_Task prompt_: Among the lines below, how many carry the string "encoding"? Reply with a number and nothing else.

▼

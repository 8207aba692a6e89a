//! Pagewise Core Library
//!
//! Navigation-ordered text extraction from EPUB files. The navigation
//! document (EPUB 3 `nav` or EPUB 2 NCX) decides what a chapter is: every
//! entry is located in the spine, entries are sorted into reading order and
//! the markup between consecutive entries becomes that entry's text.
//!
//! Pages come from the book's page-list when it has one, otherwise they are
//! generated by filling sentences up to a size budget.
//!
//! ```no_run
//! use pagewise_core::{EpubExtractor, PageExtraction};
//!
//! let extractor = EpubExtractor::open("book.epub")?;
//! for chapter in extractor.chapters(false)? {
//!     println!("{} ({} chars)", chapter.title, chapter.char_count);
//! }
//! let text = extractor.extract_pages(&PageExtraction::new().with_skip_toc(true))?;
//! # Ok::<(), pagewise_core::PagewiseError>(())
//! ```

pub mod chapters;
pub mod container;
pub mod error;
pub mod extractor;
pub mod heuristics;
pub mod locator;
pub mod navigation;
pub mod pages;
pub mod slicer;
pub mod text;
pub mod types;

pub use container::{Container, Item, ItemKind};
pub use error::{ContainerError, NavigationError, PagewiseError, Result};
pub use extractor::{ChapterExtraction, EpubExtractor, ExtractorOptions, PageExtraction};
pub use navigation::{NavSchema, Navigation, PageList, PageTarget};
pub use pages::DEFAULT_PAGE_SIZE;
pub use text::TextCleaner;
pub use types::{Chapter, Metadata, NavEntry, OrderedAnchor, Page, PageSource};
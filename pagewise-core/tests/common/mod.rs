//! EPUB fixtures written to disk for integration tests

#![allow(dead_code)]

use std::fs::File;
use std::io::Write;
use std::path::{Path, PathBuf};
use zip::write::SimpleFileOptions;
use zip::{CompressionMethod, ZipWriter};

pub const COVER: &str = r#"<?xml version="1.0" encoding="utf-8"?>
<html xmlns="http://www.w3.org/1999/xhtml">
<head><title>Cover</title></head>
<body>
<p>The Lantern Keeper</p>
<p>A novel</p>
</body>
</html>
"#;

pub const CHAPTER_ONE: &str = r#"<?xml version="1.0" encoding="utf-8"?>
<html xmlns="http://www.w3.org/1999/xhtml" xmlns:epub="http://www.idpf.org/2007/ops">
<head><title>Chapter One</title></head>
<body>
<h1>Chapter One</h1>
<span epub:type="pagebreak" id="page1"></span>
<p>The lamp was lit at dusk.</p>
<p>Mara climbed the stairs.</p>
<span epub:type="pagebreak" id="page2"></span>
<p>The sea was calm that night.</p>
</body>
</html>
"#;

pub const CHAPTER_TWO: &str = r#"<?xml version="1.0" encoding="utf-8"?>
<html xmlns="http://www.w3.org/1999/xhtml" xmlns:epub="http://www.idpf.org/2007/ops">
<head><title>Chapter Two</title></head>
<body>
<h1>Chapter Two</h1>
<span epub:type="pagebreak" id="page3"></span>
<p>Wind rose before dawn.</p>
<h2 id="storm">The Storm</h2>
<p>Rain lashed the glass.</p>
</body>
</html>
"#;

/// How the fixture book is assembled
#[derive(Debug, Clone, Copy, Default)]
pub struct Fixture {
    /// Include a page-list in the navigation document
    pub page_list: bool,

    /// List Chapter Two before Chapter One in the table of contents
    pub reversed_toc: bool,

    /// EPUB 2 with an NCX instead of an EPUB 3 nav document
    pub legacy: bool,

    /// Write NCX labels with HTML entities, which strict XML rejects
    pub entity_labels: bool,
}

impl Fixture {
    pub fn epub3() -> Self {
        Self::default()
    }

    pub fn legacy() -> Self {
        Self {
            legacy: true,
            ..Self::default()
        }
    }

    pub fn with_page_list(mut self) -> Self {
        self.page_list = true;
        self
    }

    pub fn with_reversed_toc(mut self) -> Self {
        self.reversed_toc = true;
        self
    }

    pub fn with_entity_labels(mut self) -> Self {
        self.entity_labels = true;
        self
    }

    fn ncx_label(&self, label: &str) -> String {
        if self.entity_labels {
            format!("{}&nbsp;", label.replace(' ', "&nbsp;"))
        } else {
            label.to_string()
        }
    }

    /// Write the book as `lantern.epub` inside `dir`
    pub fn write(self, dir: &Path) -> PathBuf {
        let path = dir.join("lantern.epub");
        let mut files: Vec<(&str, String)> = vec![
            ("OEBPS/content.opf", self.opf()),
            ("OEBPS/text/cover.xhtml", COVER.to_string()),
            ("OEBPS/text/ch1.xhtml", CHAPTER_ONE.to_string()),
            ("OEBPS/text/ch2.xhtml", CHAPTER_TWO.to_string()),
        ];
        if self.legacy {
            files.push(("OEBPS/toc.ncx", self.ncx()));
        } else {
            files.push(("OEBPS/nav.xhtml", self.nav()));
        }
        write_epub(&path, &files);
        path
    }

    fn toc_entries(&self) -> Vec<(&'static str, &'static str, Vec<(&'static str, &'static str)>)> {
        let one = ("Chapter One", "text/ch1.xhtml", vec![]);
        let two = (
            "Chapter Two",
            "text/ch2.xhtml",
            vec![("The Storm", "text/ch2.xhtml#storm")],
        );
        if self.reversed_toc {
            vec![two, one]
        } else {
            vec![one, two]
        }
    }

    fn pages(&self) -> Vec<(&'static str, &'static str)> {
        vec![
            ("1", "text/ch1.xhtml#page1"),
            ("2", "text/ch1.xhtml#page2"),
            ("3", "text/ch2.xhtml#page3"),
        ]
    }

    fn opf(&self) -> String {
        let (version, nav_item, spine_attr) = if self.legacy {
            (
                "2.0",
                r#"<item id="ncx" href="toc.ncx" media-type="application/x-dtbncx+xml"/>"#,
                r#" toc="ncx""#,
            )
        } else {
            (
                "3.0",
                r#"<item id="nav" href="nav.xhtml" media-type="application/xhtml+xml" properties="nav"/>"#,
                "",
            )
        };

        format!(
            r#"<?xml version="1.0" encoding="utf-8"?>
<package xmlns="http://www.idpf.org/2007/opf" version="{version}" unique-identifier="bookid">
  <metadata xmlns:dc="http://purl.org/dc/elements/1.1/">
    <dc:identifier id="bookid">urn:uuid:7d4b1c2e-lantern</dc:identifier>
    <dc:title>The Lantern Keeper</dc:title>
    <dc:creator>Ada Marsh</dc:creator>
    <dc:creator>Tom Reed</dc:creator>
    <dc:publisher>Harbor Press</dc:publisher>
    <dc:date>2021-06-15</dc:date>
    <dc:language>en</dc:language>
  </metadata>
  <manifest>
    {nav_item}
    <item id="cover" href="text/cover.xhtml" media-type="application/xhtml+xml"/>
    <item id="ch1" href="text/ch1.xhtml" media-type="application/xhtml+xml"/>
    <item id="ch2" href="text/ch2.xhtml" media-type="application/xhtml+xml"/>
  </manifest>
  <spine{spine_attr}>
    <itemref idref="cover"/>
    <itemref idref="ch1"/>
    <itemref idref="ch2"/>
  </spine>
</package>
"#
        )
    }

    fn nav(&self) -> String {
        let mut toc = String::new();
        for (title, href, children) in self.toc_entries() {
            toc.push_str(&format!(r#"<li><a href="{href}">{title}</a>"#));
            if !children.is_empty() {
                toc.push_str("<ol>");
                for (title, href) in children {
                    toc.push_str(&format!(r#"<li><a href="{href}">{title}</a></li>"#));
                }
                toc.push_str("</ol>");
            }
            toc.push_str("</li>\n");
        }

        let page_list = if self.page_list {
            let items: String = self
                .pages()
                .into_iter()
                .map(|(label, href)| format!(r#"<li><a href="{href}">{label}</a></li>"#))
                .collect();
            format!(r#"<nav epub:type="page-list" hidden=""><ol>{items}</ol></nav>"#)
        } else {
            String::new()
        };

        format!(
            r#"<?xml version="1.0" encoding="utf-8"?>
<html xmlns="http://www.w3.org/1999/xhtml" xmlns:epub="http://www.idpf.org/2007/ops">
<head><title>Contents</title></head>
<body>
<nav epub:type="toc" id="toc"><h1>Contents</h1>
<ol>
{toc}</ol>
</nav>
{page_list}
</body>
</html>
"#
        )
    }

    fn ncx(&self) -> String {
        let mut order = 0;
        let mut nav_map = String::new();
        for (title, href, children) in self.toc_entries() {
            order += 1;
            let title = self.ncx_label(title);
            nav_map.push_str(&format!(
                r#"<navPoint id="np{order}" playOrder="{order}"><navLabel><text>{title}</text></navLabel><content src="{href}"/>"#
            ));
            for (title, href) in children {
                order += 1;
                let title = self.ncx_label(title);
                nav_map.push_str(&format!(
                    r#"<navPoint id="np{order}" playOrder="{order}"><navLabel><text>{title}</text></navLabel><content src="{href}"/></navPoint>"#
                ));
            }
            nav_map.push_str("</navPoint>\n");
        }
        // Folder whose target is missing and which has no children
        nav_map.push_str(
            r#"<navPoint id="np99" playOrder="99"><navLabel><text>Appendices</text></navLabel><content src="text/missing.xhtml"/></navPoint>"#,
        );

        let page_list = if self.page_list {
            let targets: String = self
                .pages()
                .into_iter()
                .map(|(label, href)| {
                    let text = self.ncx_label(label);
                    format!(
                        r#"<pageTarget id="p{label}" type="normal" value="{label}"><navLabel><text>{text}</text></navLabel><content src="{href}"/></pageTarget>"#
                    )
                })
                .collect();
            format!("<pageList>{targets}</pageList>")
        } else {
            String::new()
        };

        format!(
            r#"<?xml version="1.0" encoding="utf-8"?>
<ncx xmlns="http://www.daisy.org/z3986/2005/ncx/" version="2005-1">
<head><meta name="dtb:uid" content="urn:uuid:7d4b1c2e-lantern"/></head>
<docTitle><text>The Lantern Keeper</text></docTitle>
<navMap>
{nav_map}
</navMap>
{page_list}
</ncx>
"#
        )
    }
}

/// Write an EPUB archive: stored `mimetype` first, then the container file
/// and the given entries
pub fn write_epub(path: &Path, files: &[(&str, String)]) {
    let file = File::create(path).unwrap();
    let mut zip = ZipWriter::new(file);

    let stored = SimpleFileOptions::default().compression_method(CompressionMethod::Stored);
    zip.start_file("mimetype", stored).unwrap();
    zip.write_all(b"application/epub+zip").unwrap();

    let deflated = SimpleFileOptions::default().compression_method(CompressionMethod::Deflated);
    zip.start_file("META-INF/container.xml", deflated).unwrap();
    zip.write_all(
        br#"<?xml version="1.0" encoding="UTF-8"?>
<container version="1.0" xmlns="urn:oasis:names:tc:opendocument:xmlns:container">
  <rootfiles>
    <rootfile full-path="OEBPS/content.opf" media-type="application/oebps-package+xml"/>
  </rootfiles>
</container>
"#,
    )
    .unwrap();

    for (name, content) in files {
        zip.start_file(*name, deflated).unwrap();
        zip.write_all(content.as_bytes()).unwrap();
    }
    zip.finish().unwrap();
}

▲

_Your solution_: 7